'Yeah,' Daniel joshed, 'and tulkus can fly, too. And they fight demons.'
Carlos grew cautious. 'That's what they say.'
'All I know is I thought he was a dead man,' Abe said.
'Oh, they can do that, too,' Gus threw in. But whereas Daniel had been gently
teasing, she meant to sting. Gus had her virtues, but suffering credulous dharma
junkies was not one of them. She'd been through Asia too many times to get
snookered by the smoke and mirrors of local religions. Ascent was her dogma. 'These
tulkus can think their body temperature up or down.
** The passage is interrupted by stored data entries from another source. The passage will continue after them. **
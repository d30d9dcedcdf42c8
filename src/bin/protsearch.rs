//! protsearch --file [-f] file --query [-q] sequence --nbanswers [-n] nb
//!
//! - --file : fasta file containing the protein database to search in
//! - --query : the protein sequence to compare, given inline on the command line
//! - --queryfile : alternative to --query, a fasta file whose first record is the query
//! - --nbanswers [-n] : number of most similar proteins to return, default 100
//! - --chunk : number of records profiled per batch, default 10000
//! - --nbthreads [-j] : number of concurrent profiling operations per batch, defaults to the number of cores
//! - --out [-o] : file receiving the ranked answer, default output.txt, also echoed on stdout

// the database file is read record by record, profiled chunk by chunk with a
// bounded worker pool, then the query profile is scored against every record
// and the k best are kept in a bounded heap.

use std::fs::File;
use std::io::{BufWriter, Write};
use std::path::{Path, PathBuf};
use std::time::SystemTime;

use clap::{Arg, ArgAction, Command};
use cpu_time::ProcessTime;

// for logging (debug mostly, switched at compile time in cargo.toml)
use env_logger::Builder;

// our crate
use protsearch::answer::SearchAnswer;
use protsearch::ingest::{process_fasta_file, FastaRecordSource};
use protsearch::profile::BigramProfile;
use protsearch::topk::find_most_similar;
use protsearch::utils::parameters::ProcessingParams;

// install a logger facility
pub fn init_log() -> u64 {
    Builder::from_default_env().init();
    println!("\n ************** initializing logger *****************\n");
    return 1;
}

/// reads the query sequence : either given inline or the first record of a fasta file
fn get_query(matches: &clap::ArgMatches) -> anyhow::Result<(String, Vec<u8>)> {
    if let Some(query) = matches.get_one::<String>("query") {
        println!("query sequence given inline, length {}", query.len());
        return Ok((String::from("query"), query.as_bytes().to_vec()));
    }
    if let Some(queryfile) = matches.get_one::<String>("queryfile") {
        println!("reading query from file {}", queryfile);
        let mut source = FastaRecordSource::open(Path::new(queryfile))?;
        match source.next() {
            Some(record) => {
                let (name, sequence) = record?.into_parts();
                return Ok((name, sequence));
            }
            None => {
                anyhow::bail!("query file {} contains no record", queryfile);
            }
        }
    }
    anyhow::bail!("one of --query or --queryfile is mandatory");
} // end of get_query

fn run(
    datafile: &Path,
    query_id: String,
    query_sequence: &[u8],
    params: &ProcessingParams,
    outpath: &Path,
) -> anyhow::Result<()> {
    //
    let start_t = SystemTime::now();
    let cpu_start = ProcessTime::now();
    //
    let table = process_fasta_file(datafile, params)?;
    println!("successfully read {} proteins", table.len());
    //
    let query_profile = BigramProfile::from_sequence(query_sequence)?;
    let neighbours = find_most_similar(&query_profile, &table, params.get_top_k());
    //
    let answer = SearchAnswer::new(table.len(), query_id, &neighbours);
    let outfile = File::create(outpath)?;
    let mut out = BufWriter::new(outfile);
    answer.dump(&mut out)?;
    out.flush()?;
    let mut stdout = std::io::stdout();
    answer.dump(&mut stdout)?;
    println!("results written to file {:?}", outpath);
    // dump processing parameters alongside the answer so the run can be replayed
    let paramdir = outpath.parent().unwrap_or(Path::new("."));
    if let Err(msg) = params.dump_json(paramdir) {
        log::error!("could not dump parameters : {}", msg);
    }
    //
    let cpu_time = cpu_start.elapsed().as_secs();
    let elapsed_t = start_t.elapsed().unwrap().as_secs() as f32;
    log::info!("search : cpu time(s) {}", cpu_time);
    log::info!("search : elapsed time(s) {}", elapsed_t);
    //
    Ok(())
} // end of run

fn main() {
    let _ = init_log();
    //
    let matches = Command::new("protsearch")
        .version("0.1.0")
        .about("top-k most similar proteins under a bigram jaccard-by-count metric")
        .arg(
            Arg::new("file")
                .short('f')
                .long("file")
                .required(true)
                .value_name("FILE")
                .help("fasta file containing the protein database")
                .action(ArgAction::Set),
        )
        .arg(
            Arg::new("query")
                .short('q')
                .long("query")
                .value_name("SEQUENCE")
                .help("protein sequence to compare, inline")
                .action(ArgAction::Set),
        )
        .arg(
            Arg::new("queryfile")
                .long("queryfile")
                .value_name("FILE")
                .help("fasta file whose first record is the query")
                .action(ArgAction::Set),
        )
        .arg(
            Arg::new("nbanswers")
                .short('n')
                .long("nbanswers")
                .value_name("NB")
                .help("number of most similar proteins asked for, default 100")
                .action(ArgAction::Set),
        )
        .arg(
            Arg::new("chunk")
                .long("chunk")
                .value_name("SIZE")
                .help("number of records profiled per batch, default 10000")
                .action(ArgAction::Set),
        )
        .arg(
            Arg::new("nbthreads")
                .short('j')
                .long("nbthreads")
                .value_name("NB")
                .help("number of concurrent profiling operations, defaults to nb cores")
                .action(ArgAction::Set),
        )
        .arg(
            Arg::new("out")
                .short('o')
                .long("out")
                .value_name("FILE")
                .help("output file for the ranked answer, default output.txt")
                .action(ArgAction::Set),
        )
        .get_matches();

    // decode matches, check for the database file
    let datafile = matches.get_one::<String>("file").unwrap();
    let datapath = PathBuf::from(datafile);
    if !datapath.is_file() {
        println!("error, not a file : {:?}", datafile);
        std::process::exit(1);
    }
    //
    let defaults = ProcessingParams::default();
    let mut top_k = defaults.get_top_k();
    if let Some(nb) = matches.get_one::<String>("nbanswers") {
        top_k = nb.parse::<usize>().unwrap_or_else(|_| {
            println!("parsing of nbanswers failed : {}", nb);
            std::process::exit(1);
        });
        println!("nb answers asked for : {}", top_k);
    } else {
        println!("using default nb answers : {}", top_k);
    }
    //
    let mut chunk_size = defaults.get_chunk_size();
    if let Some(size) = matches.get_one::<String>("chunk") {
        chunk_size = size.parse::<usize>().unwrap_or_else(|_| {
            println!("parsing of chunk failed : {}", size);
            std::process::exit(1);
        });
        println!("chunk size : {}", chunk_size);
    } else {
        println!("using default chunk size : {}", chunk_size);
    }
    //
    let max_concurrency;
    if let Some(nb) = matches.get_one::<String>("nbthreads") {
        max_concurrency = nb.parse::<usize>().unwrap_or_else(|_| {
            println!("parsing of nbthreads failed : {}", nb);
            std::process::exit(1);
        });
        println!("nb threads : {}", max_concurrency);
    } else {
        max_concurrency = num_cpus::get();
        println!("using nb cores as nb threads : {}", max_concurrency);
    }
    if top_k == 0 || chunk_size == 0 || max_concurrency == 0 {
        println!("nbanswers, chunk and nbthreads must all be >= 1");
        std::process::exit(1);
    }
    let params = ProcessingParams::new(chunk_size, max_concurrency, top_k);
    //
    let outpath = match matches.get_one::<String>("out") {
        Some(out) => PathBuf::from(out),
        None => PathBuf::from("output.txt"),
    };
    //
    let (query_id, query_sequence) = match get_query(&matches) {
        Ok(query) => query,
        Err(e) => {
            println!("could not get query : {}", e);
            std::process::exit(1);
        }
    };
    //
    if let Err(e) = run(&datapath, query_id, &query_sequence, &params, &outpath) {
        log::error!("search failed : {}", e);
        println!("search failed : {}", e);
        std::process::exit(1);
    }
} // end of main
They can quit breathing and
fake death,' she lectured facetiously. 'They can even pick a precise moment to die and
then just check out, snuff themselves with a prayer, and catch the next cycle on the
merry-go-round.'
The Tibetan boy limped closer. His affliction became more graphic and they quit
talking about him. Chances were he couldn't understand a word of English, but he was
a thin frail reed among these sturdy climbers and he was their guest. Above all his
smile was the real McCoy. He looked positively overjoyed to have them down off the
mountain safe and sound. Despite themselves, the climbers seemed to warm to him.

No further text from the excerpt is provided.